Effect of electron temperature on structural degradation.

By firing a series of laser beams into rubidium gas cooled to 70 millionths of a kelvin – close to absolute zero electrons are slowly released and allows them to control which part of the rubidium gas they target, producing specific shapes in the electron cloud that’s released.

The work reported this week in the journal Nature Physics will eventually allow scientists to watch how proteins react to different chemicals or how microscopic cracks propagate in the turbine blades of jet engines.

Nature Physics – Arbitrarily shaped high-coherence electron bunches from cold atoms

Arbitrary electron density distribution bunches using spatially structured photoionization of a cold atom cloud.

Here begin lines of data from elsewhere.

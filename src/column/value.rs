use std::cmp::Ordering;
use std::fmt::{self, Display};

use serde::{Deserialize, Serialize};

use crate::column::ColumnType;

/// A single cell of a table, or the scalar result of a reducer
#[derive(Debug, Clone, Default, Serialize, Deserialize)]
#[serde(untagged)]
pub enum Value {
    #[default]
    Null,
    Boolean(bool),
    Int64(i64),
    Float64(f64),
    String(String),
}

impl Value {
    /// Whether the value is missing. A NaN float counts as missing.
    pub fn is_null(&self) -> bool {
        match self {
            Value::Null => true,
            Value::Float64(v) => v.is_nan(),
            _ => false,
        }
    }

    /// The column type this value would be stored in, `None` for `Null`
    pub fn value_type(&self) -> Option<ColumnType> {
        match self {
            Value::Null => None,
            Value::Boolean(_) => Some(ColumnType::Boolean),
            Value::Int64(_) => Some(ColumnType::Int64),
            Value::Float64(_) => Some(ColumnType::Float64),
            Value::String(_) => Some(ColumnType::String),
        }
    }

    pub fn as_f64(&self) -> Option<f64> {
        match self {
            Value::Int64(v) => Some(*v as f64),
            Value::Float64(v) if !v.is_nan() => Some(*v),
            Value::Boolean(v) => Some(if *v { 1.0 } else { 0.0 }),
            _ => None,
        }
    }

    pub fn as_i64(&self) -> Option<i64> {
        match self {
            Value::Int64(v) => Some(*v),
            Value::Boolean(v) => Some(*v as i64),
            _ => None,
        }
    }

    pub fn as_str(&self) -> Option<&str> {
        match self {
            Value::String(v) => Some(v.as_str()),
            _ => None,
        }
    }

    pub fn as_bool(&self) -> Option<bool> {
        match self {
            Value::Boolean(v) => Some(*v),
            _ => None,
        }
    }

    /// Total order used for sorting, partitioning and join matching.
    ///
    /// Nulls (and NaN) sort after everything else. Int64 and Float64 compare
    /// exactly by numeric value, so `-0.0 == 0.0 == 0` and `2^53 + 1` is
    /// above `2^53 as f64`. Other cross-type pairs order by type rank.
    pub fn total_cmp(&self, other: &Value) -> Ordering {
        match (self.is_null(), other.is_null()) {
            (true, true) => return Ordering::Equal,
            (true, false) => return Ordering::Greater,
            (false, true) => return Ordering::Less,
            (false, false) => {}
        }

        match (self, other) {
            (Value::Int64(a), Value::Int64(b)) => a.cmp(b),
            (Value::Float64(a), Value::Float64(b)) => cmp_f64(*a, *b),
            (Value::Int64(a), Value::Float64(b)) => cmp_i64_f64(*a, *b),
            (Value::Float64(a), Value::Int64(b)) => cmp_i64_f64(*b, *a).reverse(),
            (Value::Boolean(a), Value::Boolean(b)) => a.cmp(b),
            (Value::String(a), Value::String(b)) => a.cmp(b),
            _ => self.type_rank().cmp(&other.type_rank()),
        }
    }

    fn type_rank(&self) -> u8 {
        match self {
            Value::Boolean(_) => 0,
            Value::Int64(_) | Value::Float64(_) => 1,
            Value::String(_) => 2,
            Value::Null => 3,
        }
    }
}

/// Numeric order of two floats; zeros of either sign are equal
pub(crate) fn cmp_f64(a: f64, b: f64) -> Ordering {
    match a.partial_cmp(&b) {
        Some(ord) => ord,
        None => a.total_cmp(&b),
    }
}

/// Exact order of an integer against a float, without rounding `a`
fn cmp_i64_f64(a: i64, b: f64) -> Ordering {
    // i64::MIN is -2^63 exactly; 2^63 is one past i64::MAX
    const TWO_POW_63: f64 = 9_223_372_036_854_775_808.0;
    if b.is_nan() {
        return Ordering::Less;
    }
    if b >= TWO_POW_63 {
        return Ordering::Less;
    }
    if b < -TWO_POW_63 {
        return Ordering::Greater;
    }
    let whole = b.trunc();
    match a.cmp(&(whole as i64)) {
        Ordering::Equal => cmp_f64(0.0, b - whole),
        ord => ord,
    }
}

impl PartialEq for Value {
    fn eq(&self, other: &Self) -> bool {
        self.total_cmp(other) == Ordering::Equal
    }
}

impl Eq for Value {}

impl PartialOrd for Value {
    fn partial_cmp(&self, other: &Self) -> Option<Ordering> {
        Some(self.cmp(other))
    }
}

impl Ord for Value {
    fn cmp(&self, other: &Self) -> Ordering {
        self.total_cmp(other)
    }
}

impl Display for Value {
    fn fmt(&self, f: &mut fmt::Formatter<'_>) -> fmt::Result {
        match self {
            Value::Null => write!(f, "NULL"),
            Value::Boolean(v) => write!(f, "{}", v),
            Value::Int64(v) => write!(f, "{}", v),
            Value::Float64(v) if v.is_nan() => write!(f, "NULL"),
            Value::Float64(v) => match f.precision() {
                Some(p) => write!(f, "{:.*}", p, v),
                None => write!(f, "{}", v),
            },
            Value::String(v) => write!(f, "{}", v),
        }
    }
}

impl From<i64> for Value {
    fn from(v: i64) -> Self {
        Value::Int64(v)
    }
}

impl From<i32> for Value {
    fn from(v: i32) -> Self {
        Value::Int64(v as i64)
    }
}

impl From<usize> for Value {
    fn from(v: usize) -> Self {
        Value::Int64(v as i64)
    }
}

impl From<f64> for Value {
    fn from(v: f64) -> Self {
        Value::Float64(v)
    }
}

impl From<bool> for Value {
    fn from(v: bool) -> Self {
        Value::Boolean(v)
    }
}

impl From<&str> for Value {
    fn from(v: &str) -> Self {
        Value::String(v.to_string())
    }
}

impl From<String> for Value {
    fn from(v: String) -> Self {
        Value::String(v)
    }
}

impl<T: Into<Value>> From<Option<T>> for Value {
    fn from(v: Option<T>) -> Self {
        match v {
            Some(v) => v.into(),
            None => Value::Null,
        }
    }
}

#[cfg(test)]
mod tests {
    use super::*;

    #[test]
    fn test_signed_zeros_are_equal() {
        assert_eq!(Value::Float64(-0.0), Value::Float64(0.0));
        assert_eq!(Value::Float64(-0.0), Value::Int64(0));
        assert!(Value::Float64(-0.5) < Value::Float64(0.0));
    }

    #[test]
    fn test_int_float_compare_exactly() {
        let big = 1i64 << 53;
        let f = Value::Float64(big as f64);
        assert_eq!(Value::Int64(big), f);
        assert!(Value::Int64(big + 1) > f);
        assert!(f < Value::Int64(big + 1));
        assert!(Value::Int64(i64::MAX) < Value::Float64(9.3e18));
        assert!(Value::Int64(i64::MIN) == Value::Float64(-9_223_372_036_854_775_808.0));
        assert!(Value::Int64(2) < Value::Float64(2.5));
        assert!(Value::Int64(-2) > Value::Float64(-2.5));
        assert!(Value::Int64(0) > Value::Float64(f64::NEG_INFINITY));
    }

    #[test]
    fn test_nulls_sort_last() {
        assert!(Value::Null > Value::Int64(i64::MAX));
        assert_eq!(Value::Float64(f64::NAN), Value::Null);
    }
}
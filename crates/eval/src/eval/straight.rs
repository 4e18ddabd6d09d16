// Copyright (C) 2025 Vince Vasta
// SPDX-License-Identifier: Apache-2.0

//! Straight and straight flush evaluators.
use showdown_cards::{Rank, Suit};

use super::{Match, Run, scan};
use crate::{
    game::{HandType, WheelPolicy},
    pool::{Attempt, Pool, rank_label},
};

/// One natural card per rank, highest rank first.
pub fn run_naturals(pool: &Pool<'_>) -> Vec<(usize, Rank)> {
    pool.ranks()
        .iter()
        .filter_map(|(rank, indices)| indices.first().map(|&idx| (idx, *rank)))
        .collect()
}

/// Selects the run cards and up to `wilds` free wild cards for its gaps.
///
/// Returns true if a wild card was placed in the run.
pub fn take_run(attempt: &mut Attempt<'_>, run: &Run, wilds: usize) -> bool {
    let mut slots = run.slots.clone();
    let free = attempt.free_wilds();
    let mut wild_in_run = false;
    for (pos, idx) in run.fill_order().into_iter().zip(free).take(wilds) {
        slots[pos].1 = Some(idx);
        wild_in_run = true;
    }

    if is_high_wheel(attempt, run) {
        // The ace leads a wheel that ranks below the ace high straight.
        if let Some((rank, idx)) = slots.pop() {
            debug_assert_eq!(rank, Rank::LowAce);
            slots.insert(0, (Rank::Ace, idx));
        }
    }

    for (rank, idx) in slots {
        if let Some(idx) = idx {
            attempt.take(idx, rank);
        }
    }

    wild_in_run
}

fn is_high_wheel(attempt: &Attempt<'_>, run: &Run) -> bool {
    attempt.game().wheel_policy == WheelPolicy::SecondHighest && run.is_wheel()
}

/// The highest run of `sf_qualify` consecutive ranks plus kickers.
pub fn straight(attempt: &mut Attempt<'_>) -> Option<Match> {
    let game = attempt.game();
    let naturals = run_naturals(attempt.pool());
    let wilds = attempt.free_wilds().len();
    let run = scan(
        &naturals,
        game.sf_qualify,
        game.sf_qualify,
        wilds,
        game.wheel_policy,
    )?;

    let high_wheel = is_high_wheel(attempt, &run);
    take_run(attempt, &run, wilds);
    if !game.no_kickers {
        attempt.fill(game.cards_in_hand);
    }

    let name = HandType::Straight.name();
    let description = if high_wheel {
        format!("{name}, Wheel")
    } else {
        let top = run.slots.first().map(|&(r, _)| rank_label(r)).unwrap_or_default();
        format!("{name}, {top} High")
    };

    Some(Match::new(attempt, name, description))
}

/// The highest run of `sf_qualify` consecutive ranks in one suit.
fn best_run(attempt: &Attempt<'_>) -> Option<(Suit, Run)> {
    let game = attempt.game();
    let pool = attempt.pool();
    let wilds = attempt.free_wilds().len();

    pool.suits()
        .iter()
        .filter_map(|(suit, indices)| {
            let naturals = indices
                .iter()
                .filter_map(|&idx| pool.natural_rank(idx).map(|r| (idx, r)))
                .collect::<Vec<_>>();
            scan(
                &naturals,
                game.sf_qualify,
                game.sf_qualify,
                wilds,
                game.wheel_policy,
            )
            .map(|run| (*suit, run))
        })
        .min_by_key(|(_, run)| run.priority)
}

/// A straight with all cards of the same suit plus kickers.
pub fn straight_flush(attempt: &mut Attempt<'_>) -> Option<Match> {
    let game = attempt.game();
    let (suit, run) = best_run(attempt)?;

    let high_wheel = is_high_wheel(attempt, &run);
    let wilds = attempt.free_wilds().len();
    let wild_in_run = take_run(attempt, &run, wilds);
    if !game.no_kickers {
        attempt.fill(game.cards_in_hand);
    }

    let royal = run.top == Rank::Ace.index();
    let (name, description) = if royal {
        let name = HandType::RoyalFlush.name();
        (name, name.to_string())
    } else {
        let name = HandType::StraightFlush.name();
        let played = attempt.played();
        let top = played
            .get(usize::from(high_wheel))
            .map(|c| rank_label(c.rank()))
            .unwrap_or_default();
        let suit = suit.to_string().to_lowercase();
        (name, format!("{name}, {top}{suit} High"))
    };

    Some(Match {
        royal,
        wild_in_run,
        ..Match::new(attempt, name, description)
    })
}

/// A royal straight flush accepted by `accept`.
pub fn royal_flush<F>(attempt: &mut Attempt<'_>, hand_type: HandType, accept: F) -> Option<Match>
where
    F: Fn(&Match) -> bool,
{
    let m = straight_flush(attempt)?;
    (m.royal && accept(&m)).then(|| Match {
        name: hand_type.name().to_string(),
        description: hand_type.name().to_string(),
        ..m
    })
}

#[cfg(test)]
mod tests {
    use super::super::tests::{solve, tokens};
    use crate::{Game, HandType};

    #[test]
    fn straights() {
        let game = Game::standard();
        let m = solve(&game, HandType::Straight, "Ah Kc Qc Jh Td").unwrap();
        assert_eq!(m.description, "Straight, A High");
        assert_eq!(tokens(&m), vec!["Ah", "Kc", "Qc", "Jh", "10d"]);

        let m = solve(&game, HandType::Straight, "Ah 2c 3c 4h 5d").unwrap();
        assert_eq!(m.description, "Straight, 5 High");
        assert_eq!(tokens(&m), vec!["5d", "4h", "3c", "2c", "1h"]);

        assert!(solve(&game, HandType::Straight, "Kh Ac 2c 3h 4d").is_none());
    }

    #[test]
    fn pai_gow_wheel() {
        let game = Game::preset("paigowpokerfull").unwrap();
        let m = solve(&game, HandType::Straight, "Ah 2c 3c 4h 5d 9s 9c").unwrap();
        assert_eq!(m.description, "Straight, Wheel");
        assert_eq!(tokens(&m), vec!["Ah", "5d", "4h", "3c", "2c", "9s", "9c"]);

        // The joker completes a straight.
        let m = solve(&game, HandType::Straight, "Kh Qc Oc Th 9d 3s 2c").unwrap();
        assert_eq!(m.description, "Straight, K High");
        assert_eq!(m.cards[2].rank(), showdown_cards::Rank::Jack);
    }

    #[test]
    fn wild_extends_straight() {
        let game = Game::preset("joker").unwrap();
        let m = solve(&game, HandType::Straight, "9h 8c 7c 6h Od").unwrap();
        assert_eq!(m.description, "Straight, 10 High");
        assert_eq!(tokens(&m), vec!["10d", "9h", "8c", "7c", "6h"]);
    }

    #[test]
    fn straight_flush() {
        let game = Game::standard();
        let m = solve(&game, HandType::StraightFlush, "Ah 2h 4h 3h 5h").unwrap();
        assert_eq!(m.name, "Straight Flush");
        assert_eq!(m.description, "Straight Flush, 5h High");
        assert!(!m.royal);

        let m = solve(&game, HandType::StraightFlush, "Ac Qc Tc Jc Kc").unwrap();
        assert_eq!(m.name, "Royal Flush");
        assert_eq!(m.description, "Royal Flush");
        assert!(m.royal);

        assert!(solve(&game, HandType::StraightFlush, "Ac Qc Tc Jc Kd").is_none());
    }

    #[test]
    fn wild_top_takes_run_suit() {
        let game = Game::preset("joker").unwrap();
        let m = solve(&game, HandType::StraightFlush, "Oc Qh Jh Th 9h").unwrap();
        assert_eq!(m.description, "Straight Flush, Kh High");
        assert_eq!(tokens(&m), vec!["Kc", "Qh", "Jh", "10h", "9h"]);
        assert!(m.wild_in_run);
    }

    #[test]
    fn royal_flushes() {
        let game = Game::preset("joker").unwrap();
        let natural = "Ah Kh Qh Jh Th";
        let wild = "Ah Kh Qh Jh Oc";

        let m = solve(&game, HandType::NaturalRoyalFlush, natural).unwrap();
        assert_eq!(m.description, "Royal Flush");
        assert!(solve(&game, HandType::WildRoyalFlush, natural).is_none());

        let m = solve(&game, HandType::WildRoyalFlush, wild).unwrap();
        assert_eq!(m.description, "Wild Royal Flush");
        assert!(m.wild_in_run);
        assert!(solve(&game, HandType::NaturalRoyalFlush, wild).is_none());

        let game = Game::standard();
        assert!(solve(&game, HandType::RoyalFlush, "Kh Qh Jh Th 9h").is_none());
    }
}
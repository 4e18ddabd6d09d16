// Copyright (C) 2025 Vince Vasta
// SPDX-License-Identifier: Apache-2.0

//! Showdown poker hand solver.
//!
//! The solver classifies a set of cards into the strongest hand type of a
//! game, selects the cards that make the hand and compares hands to find the
//! winners. Games are data: a [Game] lists the hand types it recognizes from
//! the strongest to the weakest, its wild card and its straight rules, so the
//! same solver handles standard poker, draws, wild card games and pai gow.
//!
//! To solve a hand use a [Solver] with a registered game name:
//!
//! ```
//! # use showdown_eval::*;
//! let solver = Solver::default();
//! let hand = solver.solve(&["Ad", "As", "Jc", "Th", "2d"], "standard").unwrap();
//! assert_eq!(hand.name(), "Pair");
//! assert_eq!(hand.description(), "Pair, A's");
//! assert_eq!(hand.tokens(), vec!["Ad", "As", "Jc", "10h", "2d"]);
//! ```
//!
//! and [winners] to find the best hands:
//!
//! ```
//! # use showdown_eval::*;
//! let solver = Solver::default();
//! let h1 = solver.solve(&["Ad", "As", "Jc", "Th", "2d"], "standard").unwrap();
//! let h2 = solver.solve(&["Ks", "Qs", "Js", "Ts", "9s"], "standard").unwrap();
//! let hands = [h1, h2];
//! let winners = winners(&hands);
//! assert_eq!(winners.len(), 1);
//! assert_eq!(winners[0].name(), "Straight Flush");
//! ```
#![warn(clippy::all, rust_2018_idioms, missing_docs)]
pub mod error;
pub use error::{Error, Result};

pub mod eval;
pub use eval::Match;

pub mod game;
pub use game::{Game, HandType, WheelPolicy, WildPolicy};

pub mod hand;
pub use hand::{SolvedHand, winners};

pub mod pool;
pub use pool::PlayedCard;

pub mod registry;
pub use registry::{GameRef, Games};

pub mod solver;
pub use solver::Solver;

// Reexport cards types.
pub use showdown_cards::{Card, Deck, Face, ParseCardError, Rank, Suit};
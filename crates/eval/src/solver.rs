// Copyright (C) 2025 Vince Vasta
// SPDX-License-Identifier: Apache-2.0

//! Hand solver.
use ahash::AHashSet;
use log::debug;

use showdown_cards::Card;

use crate::{
    error::{Error, Result},
    eval,
    game::Game,
    hand::SolvedHand,
    pool::{Attempt, Pool},
    registry::{GameRef, Games},
};

/// Classifies cards with the rules of a game.
///
/// The solver holds no mutable state and can be shared across threads.
#[derive(Debug, Clone, Default)]
pub struct Solver {
    games: Games,
}

impl Solver {
    /// Creates a solver with the given games registry.
    pub fn new(games: Games) -> Self {
        Self { games }
    }

    /// The games registry.
    pub fn games(&self) -> &Games {
        &self.games
    }

    /// Solves card tokens.
    pub fn solve<'a, S, G>(&'a self, tokens: &[S], game: G) -> Result<SolvedHand>
    where
        S: AsRef<str>,
        G: Into<GameRef<'a>>,
    {
        self.solve_with(tokens, game, false, None)
    }

    /// Solves card tokens, checks qualification if `can_disqualify` and tags
    /// the hand with `id`.
    pub fn solve_with<'a, S, G>(
        &'a self,
        tokens: &[S],
        game: G,
        can_disqualify: bool,
        id: Option<&str>,
    ) -> Result<SolvedHand>
    where
        S: AsRef<str>,
        G: Into<GameRef<'a>>,
    {
        let cards = tokens
            .iter()
            .map(|t| t.as_ref().parse::<Card>())
            .collect::<std::result::Result<Vec<_>, _>>()?;

        let game = match game.into() {
            GameRef::Game(game) => {
                game.validate()?;
                game
            }
            name => self.games.resolve(name),
        };

        self.solve_cards(&cards, game, can_disqualify, id)
    }

    /// Solves parsed cards.
    pub fn solve_cards(
        &self,
        cards: &[Card],
        game: &Game,
        can_disqualify: bool,
        id: Option<&str>,
    ) -> Result<SolvedHand> {
        if cards.is_empty() {
            return Err(Error::Empty);
        }

        if let Some(&card) = cards.iter().find(|c| c.is_joker() && !game.is_wild(**c)) {
            return Err(Error::Joker {
                card,
                game: game.name.clone(),
            });
        }

        if game.unique_cards {
            let mut seen = AHashSet::with_capacity(cards.len());
            if let Some(&card) = cards.iter().find(|&&c| !seen.insert(c)) {
                return Err(Error::DuplicateCard(card));
            }
        }

        let mut hand = classify(cards, game)?;
        hand.id = id.map(str::to_string);
        hand.qualifies = !can_disqualify || self.qualifies(&hand, game)?;

        debug!(
            "{} {}: {} ({})",
            game.name,
            hand,
            hand.description,
            if hand.qualifies { "qualifies" } else { "disqualified" }
        );

        Ok(hand)
    }

    fn qualifies(&self, hand: &SolvedHand, game: &Game) -> Result<bool> {
        match game.lowest_qualified_cards()? {
            Some(lowest) => {
                let lowest = classify(&lowest, game)?;
                Ok(!hand.loses_to(&lowest))
            }
            None => Ok(true),
        }
    }
}

/// Runs the game cascade and returns the first match.
fn classify(cards: &[Card], game: &Game) -> Result<SolvedHand> {
    let pool = Pool::new(game, cards);
    for (pos, &hand_type) in game.hand_types.iter().enumerate() {
        let mut attempt = Attempt::new(&pool);
        if let Some(m) = eval::attempt(hand_type, &mut attempt) {
            return Ok(SolvedHand {
                id: None,
                game: game.name.clone(),
                hand_type,
                name: m.name,
                description: m.description,
                pool: pool.cards().to_vec(),
                cards: m.cards,
                rank: game.hand_types.len() - pos,
                qualifies: true,
            });
        }
    }

    Err(Error::NoMatch(game.name.clone()))
}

Ultrafast electron diffractive imaging of nanoscale objects such as biological molecules and defects in solid-state devices provides crucial information on structure and dynamic processes: for example, determination of the form and function of membrane proteins, vital for many key goals in modern biological science, including rational drug design. High brightness and high coherence are required to achieve the necessary spatial and temporal resolution, but have been limited by the thermal nature of conventional electron sources and by divergence due to repulsive interactions between the electrons, known as the Coulomb explosion. It has been shown that, if the electrons are shaped into ellipsoidal bunches with uniform density, the Coulomb explosion can be reversed using conventional optics, to deliver the maximum possible brightness at the target. Here we demonstrate arbitrary and real-time control of the shape of cold electron bunches extracted from laser-cooled atoms. The ability to dynamically shape the electron source itself and to observe this shape in the propagated electron bunch provides a remarkable experimental demonstration of the intrinsically high spatial coherence of a cold-atom electron source, and the potential for alleviation of electron-source brightness limitations due to Coulomb explosion.